INSTRUCTIONS TO FOLLOW:
From the entries below, determine the number of lines that contain "String". Give that number by itself.

------------------------------

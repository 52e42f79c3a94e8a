//! Error type shared by every layer of the crate.

use thiserror::Error;

use crate::storage::ConfigError;

/// Result alias used throughout the crate.
pub type Result<T> = std::result::Result<T, DpdError>;

/// Errors reported by partition stores, mutators and the commit engine.
///
/// Every error is local to one partition; a failed commit leaves that
/// partition's metadata and buffers exactly as they were before the call.
#[derive(Debug, Error)]
pub enum DpdError {
    /// A zero-sized partition, reserve or value, or an otherwise malformed request.
    #[error("invalid argument: {0}")]
    InvalidArgument(String),
    /// An index outside of the partition (or mutator) domain.
    #[error("index {index} out of range (domain has {len} indices)")]
    IndexOutOfRange {
        /// The offending index.
        index: usize,
        /// Number of addressable indices.
        len: usize,
    },
    /// A mutator was written to after it committed.
    #[error("mutator used after commit")]
    UseAfterCommit,
    /// Entry or value buffers could not be allocated.
    #[error("out of memory allocating {requested} entries")]
    OutOfMemory {
        /// Requested capacity in entries.
        requested: usize,
    },
    /// The merge would place more entries than the reserve holds.
    #[error("capacity exceeded: {size} entries do not fit reserve {reserve}")]
    CapacityExceeded {
        /// Entries the merge would produce.
        size: usize,
        /// Reserve available to the merge.
        reserve: usize,
    },
    /// The operation exists in the interface but has no committed semantics.
    #[error("not implemented: {0}")]
    NotImplemented(&'static str),
    /// A partition or metadata record does not exist.
    #[error("{0} not found")]
    NotFound(String),
    /// Persisted state failed validation.
    #[error("corruption detected: {0}")]
    Corruption(String),
    /// Configuration could not be loaded.
    #[error(transparent)]
    Config(#[from] ConfigError),
}

impl DpdError {
    pub(crate) fn invalid(message: impl Into<String>) -> Self {
        DpdError::InvalidArgument(message.into())
    }

    pub(crate) fn corruption(message: impl Into<String>) -> Self {
        DpdError::Corruption(message.into())
    }
}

------------------------------

RESPONSE TO THE EXERCISE:
5